So, taking it back to the “now”, though this blog is lacking the specific citations (blogs do allow us to cheat, but our research sources will make sure to detail and source our analysis), if you agree that spatial mapping for professional occurred in early 2000s and agree now that it has hit the public and understand that spatially tagging data has pass the tipping points with advent of smartphones, map apps, local scouts, augmented reality directions, and multi-dimensional modeling integrating GIS and CAD with web, then you can see the data science maturity stage we are in that has the largest impact right now is – Geospatial.

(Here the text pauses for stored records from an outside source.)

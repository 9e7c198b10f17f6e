use once_cell::sync::Lazy;
use regex::Regex;
use uuid::Uuid;

use crate::domain::rules::RuleViolation;
use crate::domain::users::user::UserSummary;

static REPO_NAME_RE: Lazy<Regex> =
    Lazy::new(|| Regex::new(r"^[A-Za-z0-9._-]{1,100}$").expect("valid regex"));
static COLOR_RE: Lazy<Regex> = Lazy::new(|| Regex::new(r"^#[0-9a-fA-F]{6}$").expect("valid regex"));

#[derive(Debug, Clone)]
pub struct Repository {
    pub id: Uuid,
    pub owner: UserSummary,
    pub name: String,
    pub description: Option<String>,
    pub created_at: chrono::DateTime<chrono::Utc>,
}

impl Repository {
    pub fn is_owner(&self, user_id: Uuid) -> bool {
        self.owner.id == user_id
    }
}

#[derive(Debug, Clone, PartialEq, Eq)]
pub struct Label {
    pub id: Uuid,
    pub repository_id: Uuid,
    pub name: String,
    pub color: String,
}

pub fn check_repo_name(name: &str) -> Result<(), RuleViolation> {
    if name == "." || name == ".." || !REPO_NAME_RE.is_match(name) {
        return Err(RuleViolation::invalid(
            "repository name may only contain letters, digits, '.', '_' and '-'",
        ));
    }
    Ok(())
}

pub fn normalize_color(raw: &str) -> Result<String, RuleViolation> {
    let c = raw.trim();
    let c = if c.starts_with('#') {
        c.to_string()
    } else {
        format!("#{c}")
    };
    if !COLOR_RE.is_match(&c) {
        return Err(RuleViolation::invalid("color must look like #rrggbb"));
    }
    Ok(c.to_lowercase())
}
use uuid::Uuid;

use crate::domain::rules::RuleViolation;

pub const MIN_STARS: i32 = 0;
pub const MAX_STARS: i32 = 5;
/// Upper bound for a unit price in minor units.
pub const MAX_PRICE: i64 = 100_000_000_000;

#[derive(Debug, Clone)]
pub struct Product {
    pub id: Uuid,
    pub sku: String,
    pub name: String,
    pub description: String,
    pub department: String,
    pub price: i64,
    pub stock: i32,
    pub rating_avg: f64,
    pub rating_count: i64,
    pub created_at: chrono::DateTime<chrono::Utc>,
    pub updated_at: chrono::DateTime<chrono::Utc>,
}

#[derive(Debug, Clone)]
pub struct Rating {
    pub product_id: Uuid,
    pub user_id: Uuid,
    pub stars: i32,
    pub review: Option<String>,
    pub created_at: chrono::DateTime<chrono::Utc>,
}

#[derive(Debug, Clone)]
pub struct DepartmentCount {
    pub department: String,
    pub product_count: i64,
}

pub fn check_stars(stars: i32) -> Result<(), RuleViolation> {
    if !(MIN_STARS..=MAX_STARS).contains(&stars) {
        return Err(RuleViolation::invalid(format!(
            "rating must be between {MIN_STARS} and {MAX_STARS}"
        )));
    }
    Ok(())
}

pub fn check_price_and_stock(price: i64, stock: i32) -> Result<(), RuleViolation> {
    if price < 0 {
        return Err(RuleViolation::invalid("price cannot be negative"));
    }
    if price > MAX_PRICE {
        return Err(RuleViolation::invalid(format!("price cannot exceed {MAX_PRICE}")));
    }
    if stock < 0 {
        return Err(RuleViolation::invalid("stock cannot be negative"));
    }
    Ok(())
}

/// Departments are matched case-insensitively; store them lower-cased.
pub fn normalize_department(raw: &str) -> String {
    raw.trim().to_lowercase()
}

/// Mean of the given star values rounded to two decimals (0 when empty).
pub fn average_stars(stars: &[i32]) -> f64 {
    if stars.is_empty() {
        return 0.0;
    }
    let sum: i64 = stars.iter().map(|s| i64::from(*s)).sum();
    let avg = sum as f64 / stars.len() as f64;
    (avg * 100.0).round() / 100.0
}
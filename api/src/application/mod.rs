pub mod error;
pub mod pagination;
pub mod ports;
pub mod use_cases;
pub mod validation;

#[cfg(test)]
pub(crate) mod testing;
use uuid::Uuid;

use crate::application::error::{ServiceError, ServiceResult};
use crate::application::ports::issues_repository::IssuesRepository;
use crate::domain::issues::repository::{Label, Repository, check_repo_name, normalize_color};

pub struct Repositories<'a, R: IssuesRepository + ?Sized> {
    pub repo: &'a R,
}

impl<'a, R: IssuesRepository + ?Sized> Repositories<'a, R> {
    pub async fn create(
        &self,
        owner_id: Uuid,
        name: &str,
        description: Option<&str>,
    ) -> ServiceResult<Repository> {
        let name = name.trim();
        check_repo_name(name)?;
        let created = self
            .repo
            .create_repository(owner_id, name, description)
            .await?
            .ok_or_else(|| ServiceError::conflict(format!("repository '{name}' already exists")))?;
        tracing::info!(repository_id = %created.id, owner_id = %owner_id, "repository_created");
        Ok(created)
    }

    pub async fn list_mine(&self, owner_id: Uuid) -> ServiceResult<Vec<Repository>> {
        Ok(self.repo.list_repositories(owner_id).await?)
    }

    pub async fn get(&self, id: Uuid) -> ServiceResult<Repository> {
        self.repo
            .get_repository(id)
            .await?
            .ok_or(ServiceError::NotFound("repository"))
    }

    async fn owned(&self, actor_id: Uuid, id: Uuid) -> ServiceResult<Repository> {
        let repository = self.get(id).await?;
        if !repository.is_owner(actor_id) {
            return Err(ServiceError::forbidden(
                "only the repository owner can manage labels",
            ));
        }
        Ok(repository)
    }

    pub async fn create_label(
        &self,
        actor_id: Uuid,
        repository_id: Uuid,
        name: &str,
        color: &str,
    ) -> ServiceResult<Label> {
        self.owned(actor_id, repository_id).await?;
        let color = normalize_color(color)?;
        let name = name.trim();
        self.repo
            .create_label(repository_id, name, &color)
            .await?
            .ok_or_else(|| ServiceError::conflict(format!("label '{name}' already exists")))
    }

    pub async fn labels(&self, repository_id: Uuid) -> ServiceResult<Vec<Label>> {
        self.get(repository_id).await?;
        Ok(self.repo.list_labels(repository_id).await?)
    }

    pub async fn delete_label(
        &self,
        actor_id: Uuid,
        repository_id: Uuid,
        label_id: Uuid,
    ) -> ServiceResult<()> {
        self.owned(actor_id, repository_id).await?;
        match self.repo.get_label(label_id).await? {
            Some(l) if l.repository_id == repository_id => {}
            _ => return Err(ServiceError::NotFound("label")),
        }
        self.repo.delete_label(label_id).await?;
        Ok(())
    }
}
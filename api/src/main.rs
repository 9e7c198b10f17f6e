use std::net::SocketAddr;
use std::sync::Arc;

use axum::Router;
use axum::extract::MatchedPath;
use dotenvy::dotenv;
use http::HeaderValue;
use tower_http::cors::{AllowOrigin, CorsLayer};
use tower_http::trace::TraceLayer;
use tracing::{info, warn};
use tracing_subscriber::EnvFilter;

use crudsuite::bootstrap::app_context::{AppContext, AppServices};
use crudsuite::bootstrap::config::{Config, SubApp};
use crudsuite::infrastructure::db;
use crudsuite::infrastructure::db::repositories::{
    bank_repository_sqlx::SqlxBankRepository, blog_repository_sqlx::SqlxBlogRepository,
    counter_repository_sqlx::SqlxCounterRepository, issues_repository_sqlx::SqlxIssuesRepository,
    project_repository_sqlx::SqlxProjectRepository, store_repository_sqlx::SqlxStoreRepository,
    todo_repository_sqlx::SqlxTodoRepository, user_repository_sqlx::SqlxUserRepository,
};
use crudsuite::presentation::http as api;
use utoipa::OpenApi;
use utoipa_swagger_ui::SwaggerUi;

#[derive(OpenApi)]
#[openapi(
        paths(
            api::health::health,
            api::auth::register,
            api::auth::login,
            api::auth::logout,
            api::auth::me,
            api::bank::open_account,
            api::bank::list_accounts,
            api::bank::get_account,
            api::bank::deposit,
            api::bank::withdraw,
            api::bank::list_transactions,
            api::bank::transfer,
            api::blog::create_post,
            api::blog::list_posts,
            api::blog::get_post,
            api::blog::update_post,
            api::blog::delete_post,
            api::blog::toggle_like,
            api::blog::add_comment,
            api::blog::reply,
            api::blog::delete_comment,
            api::blog::follow,
            api::blog::unfollow,
            api::blog::followers,
            api::blog::following,
            api::blog::suggestions,
            api::blog::feed,
            api::store::list_products,
            api::store::create_product,
            api::store::get_product,
            api::store::update_product,
            api::store::delete_product,
            api::store::rate_product,
            api::store::departments,
            api::store::get_cart,
            api::store::add_to_cart,
            api::store::remove_from_cart,
            api::store::clear_cart,
            api::store::checkout,
            api::store::list_orders,
            api::store::get_order,
            api::store::set_order_status,
            api::store::cancel_order,
            api::issues::create_repository,
            api::issues::list_repositories,
            api::issues::get_repository,
            api::issues::create_label,
            api::issues::list_labels,
            api::issues::delete_label,
            api::issues::open_issue,
            api::issues::list_issues,
            api::issues::get_issue,
            api::issues::edit_issue,
            api::issues::close_issue,
            api::issues::reopen_issue,
            api::issues::assign_issue,
            api::issues::add_issue_label,
            api::issues::remove_issue_label,
            api::issues::comment_issue,
            api::issues::open_pull_request,
            api::issues::list_pull_requests,
            api::issues::get_pull_request,
            api::issues::merge_pull_request,
            api::issues::close_pull_request,
            api::issues::reopen_pull_request,
            api::projects::create_project,
            api::projects::list_projects,
            api::projects::get_project,
            api::projects::list_members,
            api::projects::remove_member,
            api::projects::request_to_join,
            api::projects::list_join_requests,
            api::projects::approve_join_request,
            api::projects::reject_join_request,
            api::projects::create_sprint,
            api::projects::list_sprints,
            api::projects::start_sprint,
            api::projects::complete_sprint,
            api::projects::create_task,
            api::projects::list_tasks,
            api::projects::get_task,
            api::projects::update_task,
            api::projects::assign_task,
            api::projects::delete_task,
            api::todo::create_todo,
            api::todo::list_todos,
            api::todo::get_todo,
            api::todo::update_todo,
            api::todo::toggle_todo,
            api::todo::delete_todo,
        ),
        components(schemas(
            api::error::ErrorBody,
            api::error::FieldErrorItem,
            api::UserRef,
            api::UserPage,
            api::TransactionPage,
            api::PostPage,
            api::SuggestionPage,
            api::ProductPage,
            api::OrderPage,
            api::IssuePage,
            api::PullRequestPage,
            api::TodoPage,
            api::health::HealthResp,
            api::auth::RegisterRequest,
            api::auth::LoginRequest,
            api::auth::LoginResponse,
            api::auth::UserResponse,
            api::bank::AccountResponse,
            api::bank::TransactionResponse,
            api::bank::OpenAccountRequest,
            api::bank::AmountRequest,
            api::bank::TransferBody,
            api::blog::PostResponse,
            api::blog::CommentResponse,
            api::blog::CommentThreadResponse,
            api::blog::PostDetailResponse,
            api::blog::LikeResponse,
            api::blog::SuggestionResponse,
            api::blog::CreatePostRequest,
            api::blog::UpdatePostRequest,
            api::blog::CommentRequest,
            api::store::ProductResponse,
            api::store::DepartmentResponse,
            api::store::LineResponse,
            api::store::CartResponse,
            api::store::OrderResponse,
            api::store::CreateProductRequest,
            api::store::UpdateProductRequest,
            api::store::RateRequest,
            api::store::AddToCartRequest,
            api::store::SetStatusRequest,
            api::issues::RepositoryResponse,
            api::issues::LabelResponse,
            api::issues::IssueResponse,
            api::issues::IssueCommentResponse,
            api::issues::TimelineEventResponse,
            api::issues::IssueDetailResponse,
            api::issues::PullRequestResponse,
            api::issues::PullRequestDetailResponse,
            api::issues::CreateRepositoryRequest,
            api::issues::CreateLabelRequest,
            api::issues::CreateIssueRequest,
            api::issues::EditIssueRequest,
            api::issues::AssignRequest,
            api::issues::LabelRefRequest,
            api::issues::CommentRequest,
            api::issues::OpenPullRequestRequest,
            api::projects::ProjectResponse,
            api::projects::MemberResponse,
            api::projects::JoinRequestResponse,
            api::projects::SprintResponse,
            api::projects::SprintCompletionResponse,
            api::projects::TaskResponse,
            api::projects::CreateProjectRequest,
            api::projects::JoinProjectRequest,
            api::projects::CreateSprintRequest,
            api::projects::CreateTaskRequest,
            api::projects::UpdateTaskRequest,
            api::projects::AssignTaskRequest,
            api::todo::TodoResponse,
            api::todo::CreateTodoRequest,
            api::todo::UpdateTodoRequest,
        )),
        tags(
            (name = "Auth", description = "Registration, login and sessions"),
            (name = "Bank", description = "Accounts, deposits, withdrawals and transfers"),
            (name = "Blog", description = "Posts, comments, likes and follows"),
            (name = "Store", description = "Catalog, cart and orders"),
            (name = "Issues", description = "Repositories, issues and pull requests"),
            (name = "Projects", description = "Projects, sprints and tasks"),
            (name = "Todo", description = "Personal task list"),
            (name = "Health", description = "System health checks")
        )
    )]
struct ApiDoc;

fn build_cors(cfg: &Config) -> CorsLayer {
    let base = CorsLayer::new()
        .allow_methods([
            http::Method::GET,
            http::Method::POST,
            http::Method::PUT,
            http::Method::DELETE,
            http::Method::PATCH,
            http::Method::OPTIONS,
        ])
        .allow_headers([http::header::CONTENT_TYPE, http::header::AUTHORIZATION]);
    match cfg.frontend_url.as_deref().map(HeaderValue::from_str) {
        Some(Ok(origin)) => base.allow_origin(origin).allow_credentials(true),
        Some(Err(_)) | None if cfg.is_production => base.allow_origin(AllowOrigin::exact(
            HeaderValue::from_static("http://invalid"),
        )),
        _ => base
            .allow_origin(AllowOrigin::mirror_request())
            .allow_credentials(true),
    }
}

fn sub_app_routes(app: SubApp, ctx: AppContext) -> Router {
    match app {
        SubApp::Bank => api::bank::routes(ctx),
        SubApp::Blog => api::blog::routes(ctx),
        SubApp::Store => api::store::routes(ctx),
        SubApp::Issues => api::issues::routes(ctx),
        SubApp::Projects => api::projects::routes(ctx),
        SubApp::Todo => api::todo::routes(ctx),
    }
}

async fn shutdown_signal() {
    if let Err(e) = tokio::signal::ctrl_c().await {
        warn!(error = ?e, "failed to listen for shutdown signal");
        std::future::pending::<()>().await;
    }
    info!("shutdown signal received");
}

#[tokio::main]
async fn main() -> anyhow::Result<()> {
    dotenv().ok();

    tracing_subscriber::fmt()
        .with_env_filter(
            EnvFilter::try_from_default_env()
                .unwrap_or_else(|_| "crudsuite=debug,tower_http=info,axum=info".into()),
        )
        .init();

    let cfg = Config::from_env()?;
    info!(?cfg, "Starting crudsuite backend");

    // Database
    let pool = db::connect_pool(&cfg.database_url, cfg.db_max_connections).await?;
    db::migrate(&pool).await?;

    let services = AppServices::new(
        Arc::new(SqlxUserRepository::new(pool.clone())),
        Arc::new(SqlxCounterRepository::new(pool.clone())),
        Arc::new(SqlxBankRepository::new(pool.clone())),
        Arc::new(SqlxBlogRepository::new(pool.clone())),
        Arc::new(SqlxStoreRepository::new(pool.clone())),
        Arc::new(SqlxIssuesRepository::new(pool.clone())),
        Arc::new(SqlxProjectRepository::new(pool.clone())),
        Arc::new(SqlxTodoRepository::new(pool.clone())),
    );
    let ctx = AppContext::new(cfg.clone(), services);

    let mut api_router = Router::new()
        .nest("/api/v1", api::health::routes(pool.clone()))
        .nest("/api/v1/auth", api::auth::routes(ctx.clone()));
    for app in SubApp::ALL {
        if cfg.is_enabled(app) {
            info!(app = %app, "sub_app_enabled");
            api_router = api_router.nest(
                &format!("/api/v1/{}", app.as_str()),
                sub_app_routes(app, ctx.clone()),
            );
        }
    }

    let app = api_router
        .merge(SwaggerUi::new("/api/v1/docs").url("/api/v1/openapi.json", ApiDoc::openapi()))
        .layer(build_cors(&cfg))
        .layer(
            TraceLayer::new_for_http().make_span_with(|req: &http::Request<_>| {
                let method = req.method().clone();
                let uri = req.uri().clone();
                let matched = req
                    .extensions()
                    .get::<MatchedPath>()
                    .map(|p| p.as_str().to_string())
                    .unwrap_or_default();
                tracing::info_span!("http", %method, %uri, matched_path = %matched)
            }),
        );

    let api_addr = SocketAddr::from(([0, 0, 0, 0], cfg.api_port));
    info!(%api_addr, "HTTP API listening");
    let listener = tokio::net::TcpListener::bind(api_addr).await?;
    axum::serve(listener, app)
        .with_graceful_shutdown(shutdown_signal())
        .await?;
    Ok(())
}
use async_trait::async_trait;
use sqlx::Row;
use sqlx::postgres::PgRow;
use uuid::Uuid;

use crate::application::pagination::PageRequest;
use crate::application::ports::user_repository::{UserCredentials, UserRepository};
use crate::domain::users::user::{Role, User, UserSummary};
use crate::infrastructure::db::PgPool;

pub struct SqlxUserRepository {
    pub pool: PgPool,
}

impl SqlxUserRepository {
    pub fn new(pool: PgPool) -> Self {
        Self { pool }
    }
}

fn map_user(r: &PgRow) -> anyhow::Result<User> {
    Ok(User {
        id: r.get("id"),
        email: r.get("email"),
        name: r.get("name"),
        role: r.get::<String, _>("role").parse()?,
        created_at: r.get("created_at"),
    })
}

#[async_trait]
impl UserRepository for SqlxUserRepository {
    async fn create_user(
        &self,
        email: &str,
        name: &str,
        password_hash: &str,
        role: Role,
    ) -> anyhow::Result<Option<User>> {
        let row = sqlx::query(
            r#"INSERT INTO users (email, name, password_hash, role) VALUES ($1, $2, $3, $4)
               ON CONFLICT (email) DO NOTHING
               RETURNING id, email, name, role, created_at"#,
        )
        .bind(email)
        .bind(name)
        .bind(password_hash)
        .bind(role.as_str())
        .fetch_optional(&self.pool)
        .await?;
        row.as_ref().map(map_user).transpose()
    }

    async fn find_by_email(&self, email: &str) -> anyhow::Result<Option<UserCredentials>> {
        let row = sqlx::query(
            r#"SELECT id, email, name, role, created_at, password_hash FROM users WHERE email = $1"#,
        )
        .bind(email)
        .fetch_optional(&self.pool)
        .await?;
        match row {
            Some(r) => Ok(Some(UserCredentials {
                user: map_user(&r)?,
                password_hash: r.get("password_hash"),
            })),
            None => Ok(None),
        }
    }

    async fn find_by_id(&self, id: Uuid) -> anyhow::Result<Option<User>> {
        let row = sqlx::query(r#"SELECT id, email, name, role, created_at FROM users WHERE id = $1"#)
            .bind(id)
            .fetch_optional(&self.pool)
            .await?;
        row.as_ref().map(map_user).transpose()
    }

    async fn list_excluding(
        &self,
        exclude: &[Uuid],
        page: PageRequest,
    ) -> anyhow::Result<(Vec<UserSummary>, i64)> {
        let rows = sqlx::query(
            r#"SELECT id, name, COUNT(*) OVER() AS total
               FROM users WHERE NOT (id = ANY($1))
               ORDER BY name, id
               LIMIT $2 OFFSET $3"#,
        )
        .bind(exclude)
        .bind(page.limit)
        .bind(page.offset())
        .fetch_all(&self.pool)
        .await?;
        let total = rows.first().map(|r| r.get::<i64, _>("total")).unwrap_or(0);
        let items = rows
            .into_iter()
            .map(|r| UserSummary {
                id: r.get("id"),
                name: r.get("name"),
            })
            .collect();
        Ok((items, total))
    }
}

Geospatial data is different. Prior to geospatial, data is non-dimension-based. It has many attributable and categorical facets, but prior to spatial data, that data does not have to be stored as a mathematical or picture form with specific relation to earth position. Spatial data – GIS, CAD, Lat/Longs, have to be stored in numerical fashion in order to calculate upon it. Further more, it hasn’t be be related to a grounding point. Essentially, geospatial is storing vector maps or pixel maps. When you begin to put that together for 10s of millions of streams, you get a a very large complicated spatially referenced hydrography dataset. It gets even more complicated when you overlay 15-minute time-based data such as water attributes (flow, height, temperature, quality, changes, etc.) with that. Even more complicated when you combine that data with other dimensions such as earth elevations and need to relate across domains of science, speaking different languages to be able to calculate how fast water may flow a certain containment down a slope after a river bank or levy collapses.

Before we can get to those more complex scenarios, geospatial data is the next progression in data complexity .